* [WHAT TO WORK ON] Reproduce all records word for word.

◆ ◆ ◆ ◆ ◆

//! The task runtime: a durable queue drained by a worker pool, with
//! at-least-once delivery of the three task kinds (`sync`, `build`,
//! `compile`), all of whose handlers are idempotent.

pub use crate::queue::{TaskQueue, TaskRuntime};
pub use crate::sync::{index_client, sync_index};
pub use crate::task::{Task, TaskError};

mod compile;
mod queue;
mod sync;
mod task;
mod worker;
//! The build executor: materializes a release for a platform by invoking an
//! isolated container, then commits the artifact, its digest and its
//! extracted metadata in one step.

pub use crate::container::ContainerSpec;
pub use crate::error::BuildError;
pub use crate::executor::BuildExecutor;
pub use crate::external::ExternalBuild;
pub use crate::metadata::run_requirements;

mod container;
mod error;
mod executor;
mod external;
mod locks;
mod metadata;
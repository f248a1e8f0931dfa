use std::time::Duration;

use tracing::{debug, info, warn};

use gannet_store::QueuedTask;

use crate::queue::TaskQueue;
use crate::task::{Task, TaskError};
use crate::{compile, sync};

/// Give a claimed task this long before another worker may re-deliver it.
const LEASE_SECONDS: i64 = 900;
/// Poll even without wakeups, to pick up leases expired by a crash.
const POLL_INTERVAL: Duration = Duration::from_secs(5);
const MAX_ATTEMPTS: i64 = 5;

pub(crate) async fn run(queue: TaskQueue, worker_index: usize) {
    debug!(worker_index, "worker started");
    let wakeups = queue.wakeups();
    loop {
        let now = jiff::Timestamp::now().as_second();
        let claimed = match queue
            .runtime()
            .store
            .claim_due_task(now, LEASE_SECONDS)
            .await
        {
            Ok(claimed) => claimed,
            Err(err) => {
                warn!(worker_index, "claiming a task failed: {err}");
                tokio::time::sleep(POLL_INTERVAL).await;
                continue;
            }
        };

        match claimed {
            Some(task) => process(&queue, task).await,
            None => {
                // Idle: wait for a wakeup or the next poll tick.
                let _ = tokio::time::timeout(POLL_INTERVAL, wakeups.recv()).await;
            }
        }
    }
}

async fn process(queue: &TaskQueue, queued: QueuedTask) {
    let outcome = match Task::from_payload(&queued.payload) {
        Ok(task) => {
            debug!(id = queued.id, kind = task.kind(), attempts = queued.attempts, "running task");
            dispatch(queue, &task).await
        }
        Err(err) => Err(err),
    };

    let store = &queue.runtime().store;
    match outcome {
        Ok(()) => {
            if let Err(err) = store.delete_task(queued.id).await {
                warn!(id = queued.id, "finished task could not be deleted: {err}");
            }
            queue.notify_waiter(queued.id, Ok(()));
        }
        Err(err) if err.is_retryable() && queued.attempts < MAX_ATTEMPTS => {
            let delay = backoff(queued.attempts);
            info!(
                id = queued.id,
                attempts = queued.attempts,
                delay,
                "task failed, retrying: {err}"
            );
            let run_at = jiff::Timestamp::now().as_second() + delay;
            if let Err(err) = store.reschedule_task(queued.id, run_at).await {
                warn!(id = queued.id, "task could not be rescheduled: {err}");
            }
        }
        Err(err) => {
            warn!(id = queued.id, attempts = queued.attempts, "task failed terminally: {err}");
            if let Err(err) = store.delete_task(queued.id).await {
                warn!(id = queued.id, "failed task could not be deleted: {err}");
            }
            queue.notify_waiter(queued.id, Err(err.to_string()));
        }
    }
}

async fn dispatch(queue: &TaskQueue, task: &Task) -> Result<(), TaskError> {
    let runtime = queue.runtime();
    match task {
        Task::SyncIndex { index_id } => sync::sync_index(runtime, *index_id).await,
        Task::Build { build_id, force } => {
            runtime.executor.rebuild(*build_id, *force).await?;
            Ok(())
        }
        Task::Compile {
            compiled_id,
            index_slugs,
        } => compile::run(runtime, *compiled_id, index_slugs).await,
    }
}

/// Jittered exponential backoff in seconds for the next attempt.
fn backoff(attempts: i64) -> i64 {
    let attempts = u32::try_from(attempts.clamp(1, 8)).unwrap_or(1);
    let base = 10i64.saturating_mul(1 << (attempts - 1));
    base + fastrand::i64(0..=base / 2)
}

◆ ◆ ◆ ◆ ◆

* [FINISHED EXERCISE]
//! The task runtime: a durable queue drained by a worker pool, with
//! at-least-once delivery of the three task kinds (`sync`, `build`,
//! `compile`), all of whose handlers are idempotent.

pub use crate::queue::{TaskQueue, TaskRuntime};
pub use crate::sync::{index_client, sync_index};
pub use crate::task::{Task, TaskError};

mod compile;
mod queue;
mod sync;
mod task;
mod worker;
//! The build executor: materializes a release for a platform by invoking an
//! isolated container, then commits the artifact, its digest and its
//! extracted metadata in one step.

pub use crate::container::ContainerSpec;
pub use crate::error::BuildError;
pub use crate::executor::BuildExecutor;
pub use crate::external::ExternalBuild;
pub use crate::metadata::run_requirements;

mod container;
mod error;
mod executor;
mod external;
mod locks;
mod metadata;
repository f248a1e8f0931dfa
use std::time::Duration;

use tracing::{debug, info, warn};

use gannet_store::QueuedTask;

use crate::queue::TaskQueue;
use crate::task::{Task, TaskError};
use crate::{compile, sync};

/// Give a claimed task this long before another worker may re-deliver it.
const LEASE_SECONDS: i64 = 900;
/// Poll even without wakeups, to pick up leases expired by a crash.
const POLL_INTERVAL: Duration = Duration::from_secs(5);
const MAX_ATTEMPTS: i64 = 5;

pub(crate) async fn run(queue: TaskQueue, worker_index: usize) {
    debug!(worker_index, "worker started");
    let wakeups = queue.wakeups();
    loop {
        let now = jiff::Timestamp::now().as_second();
        let claimed = match queue
            .runtime()
            .store
            .claim_due_task(now, LEASE_SECONDS)
            .await
        {
            Ok(claimed) => claimed,
            Err(err) => {
                warn!(worker_index, "claiming a task failed: {err}");
                tokio::time::sleep(POLL_INTERVAL).await;
                continue;
            }
        };

        match claimed {
            Some(task) => process(&queue, task).await,
            None => {
                // Idle: wait for a wakeup or the next poll tick.
                let _ = tokio::time::timeout(POLL_INTERVAL, wakeups.recv()).await;
            }
        }
    }
}

async fn process(queue: &TaskQueue, queued: QueuedTask) {
    let outcome = match Task::from_payload(&queued.payload) {
        Ok(task) => {
            debug!(id = queued.id, kind = task.kind(), attempts = queued.attempts, "running task");
            dispatch(queue, &task).await
        }
        Err(err) => Err(err),
    };

    let store = &queue.runtime().store;
    match outcome {
        Ok(()) => {
            if let Err(err) = store.delete_task(queued.id).await {
                warn!(id = queued.id, "finished task could not be deleted: {err}");
            }
            queue.notify_waiter(queued.id, Ok(()));
        }
        Err(err) if err.is_retryable() && queued.attempts < MAX_ATTEMPTS => {
            let delay = backoff(queued.attempts);
            info!(
                id = queued.id,
                attempts = queued.attempts,
                delay,
                "task failed, retrying: {err}"
            );
            let run_at = jiff::Timestamp::now().as_second() + delay;
            if let Err(err) = store.reschedule_task(queued.id, run_at).await {
                warn!(id = queued.id, "task could not be rescheduled: {err}");
            }
        }
        Err(err) => {
            warn!(id = queued.id, attempts = queued.attempts, "task failed terminally: {err}");
            if let Err(err) = store.delete_task(queued.id).await {
                warn!(id = queued.id, "failed task could not be deleted: {err}");
            }
            queue.notify_waiter(queued.id, Err(err.to_string()));
        }
    }
}

async fn dispatch(queue: &TaskQueue, task: &Task) -> Result<(), TaskError> {
    let runtime = queue.runtime();
    match task {
        Task::SyncIndex { index_id } => sync::sync_index(runtime, *index_id).await,
        Task::Build { build_id, force } => {
            runtime.executor.rebuild(*build_id, *force).await?;
            Ok(())
        }
        Task::Compile {
            compiled_id,
            index_slugs,
        } => compile::run(runtime, *compiled_id, index_slugs).await,
    }
}

/// Jittered exponential backoff in seconds for the next attempt.
fn backoff(attempts: i64) -> i64 {
    let attempts = u32::try_from(attempts.clamp(1, 8)).unwrap_or(1);
    let base = 10i64.saturating_mul(1 << (attempts - 1));
    base + fastrand::i64(0..=base / 2)
}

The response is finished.